Die EZB-Zentrale in Frankfurt.
Bild: Bloomberg

"Wir kamen zum Schluss, dass wir noch nicht genügend Informationen haben, um Entscheidungen zu treffen", sagte EZB-Präsident Mario Draghi am Donnerstag in Frankfurt. Die Notenbank werde die Entwicklung an den Finanzmärkten und die Konjunktur genau beobachten. In den kommenden Monaten könne sie voraussichtlich besser beurteilen, wie es um die Wirtschaft im Währungsraum bestellt sei. "Wenn es zur Erreichung der Ziele gerechtfertigt ist, wird der EZB-Rat handeln, indem er alle verfügbaren Instrumente innerhalb seines Mandats einsetzt."

Die Währungshüter tasteten die Leitzinsen erwartungsgemäss nicht an. Der Schlüsselsatz für die Versorgung der Geschäftsbanken mit Notenbankgeld liegt damit weiter auf dem Rekordtief von 0,0 Prozent. Ihre monatlichen Wertpapierkäufe will die EZB wie geplant bis mindestens Ende März 2017 oder wenn nötig auch länger fortsetzen. Zudem bekräftigten Draghi und Co., dass die Leitzinsen voraussichtlich für längere Zeit auf dem aktuellen oder sogar einem noch tieferen Niveau liegen werden.

«Brexit hat Wirtschaft in der Euro-Zone nicht aus der Bahn geworfen»

Das Brexit-Votum hat nach Einschätzung von Draghi die Wirtschaft in der Euro-Zone nicht aus der Bahn geworfen. Die Finanzmärkte seien der erhöhten Unsicherheit und Volatilität mit "Mut und Belastbarkeit" begegnet. Vorliegende Daten würden ein anhaltendes Wirtschaftwachstum im Währungsraum im zweiten Quartal signalisieren. Allerdings dürfte es geringer ausfallen als zu Jahresbeginn. Auswirkungen auf die Inflationsaussichten scheine das Brexit-Referendum nicht gehabt zu haben.

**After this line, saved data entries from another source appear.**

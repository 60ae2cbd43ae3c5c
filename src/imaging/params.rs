//! Parameter types for image operations.
//!
//! These types describe *what* to produce, not *how*. They sit between the
//! [`document`](crate::document) (which decides what to derive from a
//! decoded image) and the [`codec`](super::codec) plus
//! [`operations`](super::operations) (which do the pixel work).
//!
//! ## Types
//!
//! - [`Mime`] — The closed set of formats we read and write (JPEG, PNG, GIF).
//! - [`Quality`] — Lossy encoding quality (1–100). Clamped on construction.
//! - [`Rotation`] — Counterclockwise quarter turn derived from EXIF orientation.
//! - [`Fit`] — Letterbox (fit inside, pad) or cover (fill, crop).
//! - [`ResampleFilter`] — Interpolation used for every scaled paint.
//! - [`TargetSpec`] — Requested output size, fit policy and format override.

use super::codec::ResizeError;
use image::imageops::FilterType;
use serde::{Deserialize, Serialize};
use std::fmt;
use std::str::FromStr;

/// Image formats supported for both decoding and encoding.
#[derive(Debug, Clone, Copy, PartialEq, Eq, Hash)]
pub enum Mime {
    Jpeg,
    Png,
    Gif,
}

impl Mime {
    pub fn as_str(self) -> &'static str {
        match self {
            Mime::Jpeg => "image/jpeg",
            Mime::Png => "image/png",
            Mime::Gif => "image/gif",
        }
    }

    /// Map a sniffed `image` format onto the supported set.
    pub fn from_format(format: image::ImageFormat) -> Option<Self> {
        match format {
            image::ImageFormat::Jpeg => Some(Mime::Jpeg),
            image::ImageFormat::Png => Some(Mime::Png),
            image::ImageFormat::Gif => Some(Mime::Gif),
            _ => None,
        }
    }

    /// Whether the format can carry per-pixel transparency.
    pub fn supports_alpha(self) -> bool {
        !matches!(self, Mime::Jpeg)
    }
}

impl fmt::Display for Mime {
    fn fmt(&self, f: &mut fmt::Formatter<'_>) -> fmt::Result {
        f.write_str(self.as_str())
    }
}

impl FromStr for Mime {
    type Err = ResizeError;

    /// Accepts full mime strings (`image/png`) and bare names (`png`, `jpg`).
    fn from_str(s: &str) -> Result<Self, Self::Err> {
        let name = s.trim().to_ascii_lowercase();
        match name.strip_prefix("image/").unwrap_or(&name) {
            "jpeg" | "jpg" | "pjpeg" => Ok(Mime::Jpeg),
            "png" => Ok(Mime::Png),
            "gif" => Ok(Mime::Gif),
            _ => Err(ResizeError::UnsupportedFormat(s.to_string())),
        }
    }
}

/// Quality setting for lossy image encoding (1-100).
#[derive(Debug, Clone, Copy, PartialEq, Eq)]
pub struct Quality(pub u32);

impl Quality {
    pub fn new(value: u32) -> Self {
        Self(value.clamp(1, 100))
    }

    pub fn value(self) -> u32 {
        self.0
    }
}

impl Default for Quality {
    fn default() -> Self {
        Self(75)
    }
}

/// Counterclockwise rotation applied to present an image upright.
#[derive(Debug, Clone, Copy, PartialEq, Eq, Default)]
pub enum Rotation {
    #[default]
    Deg0,
    Deg90,
    Deg180,
    Deg270,
}

impl Rotation {
    /// Rotation needed for an EXIF `Orientation` value.
    ///
    /// Only the pure rotations are honoured: 3 (upside down), 6 (sensor
    /// turned clockwise, needs 270° counterclockwise) and 8 (needs 90°
    /// counterclockwise). Mirrored variants and unknown values are left alone.
    pub fn from_orientation(tag: u32) -> Self {
        match tag {
            3 => Rotation::Deg180,
            6 => Rotation::Deg270,
            8 => Rotation::Deg90,
            _ => Rotation::Deg0,
        }
    }

    pub fn degrees(self) -> u32 {
        match self {
            Rotation::Deg0 => 0,
            Rotation::Deg90 => 90,
            Rotation::Deg180 => 180,
            Rotation::Deg270 => 270,
        }
    }

    /// Quarter turns swap width and height.
    pub fn swaps_axes(self) -> bool {
        matches!(self, Rotation::Deg90 | Rotation::Deg270)
    }
}

/// How the source is fitted into a target box of a different aspect ratio.
#[derive(Debug, Clone, Copy, PartialEq, Eq)]
pub enum Fit {
    /// Scale to fit entirely inside, pad the remainder with transparency.
    Letterbox,
    /// Scale to cover the whole box, crop the overflow.
    Cover,
}

/// Interpolation filter for scaled paints.
#[derive(Debug, Clone, Copy, PartialEq, Eq, Default, Serialize, Deserialize)]
#[serde(rename_all = "kebab-case")]
pub enum ResampleFilter {
    Nearest,
    /// Bilinear; the default smooth resample.
    #[default]
    Triangle,
    CatmullRom,
    Gaussian,
    Lanczos3,
}

impl From<ResampleFilter> for FilterType {
    fn from(filter: ResampleFilter) -> Self {
        match filter {
            ResampleFilter::Nearest => FilterType::Nearest,
            ResampleFilter::Triangle => FilterType::Triangle,
            ResampleFilter::CatmullRom => FilterType::CatmullRom,
            ResampleFilter::Gaussian => FilterType::Gaussian,
            ResampleFilter::Lanczos3 => FilterType::Lanczos3,
        }
    }
}

/// Requested output for [`ImageDocument::get`](crate::ImageDocument::get)
/// and [`ImageDocument::save`](crate::ImageDocument::save).
///
/// With only one of `width`/`height` set, the other follows the source
/// aspect ratio. With neither set, the result is an unscaled clone.
#[derive(Debug, Clone, Copy, PartialEq, Eq)]
pub struct TargetSpec {
    pub width: Option<u32>,
    pub height: Option<u32>,
    /// `true` letterboxes, `false` covers and crops.
    pub extend: bool,
    /// Encoding format for saves; defaults to the document's own format.
    pub output_mime: Option<Mime>,
}

impl Default for TargetSpec {
    fn default() -> Self {
        Self {
            width: None,
            height: None,
            extend: true,
            output_mime: None,
        }
    }
}

impl TargetSpec {
    pub fn width(width: u32) -> Self {
        Self {
            width: Some(width),
            ..Self::default()
        }
    }

    pub fn height(height: u32) -> Self {
        Self {
            height: Some(height),
            ..Self::default()
        }
    }

    pub fn size(width: u32, height: u32) -> Self {
        Self {
            width: Some(width),
            height: Some(height),
            ..Self::default()
        }
    }

    /// Switch to cover-and-crop instead of letterboxing.
    pub fn cover(mut self) -> Self {
        self.extend = false;
        self
    }

    pub fn with_output(mut self, mime: Mime) -> Self {
        self.output_mime = Some(mime);
        self
    }

    pub fn fit(&self) -> Fit {
        if self.extend { Fit::Letterbox } else { Fit::Cover }
    }
}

Die Briten hatten am 23. Juni überraschend für einen EU-Austritt ihres Landes gestimmt und damit zeitweise Schockwellen an den Finanzmärkten ausgelöst. Mehr Daten zu den Auswirkungen dürfte der EZB-Rat im September haben. Dann werden ihm zur Zinssitzung neue Inflations- und Wachstumsprognosen der Notenbank-Ökonomen vorliegen.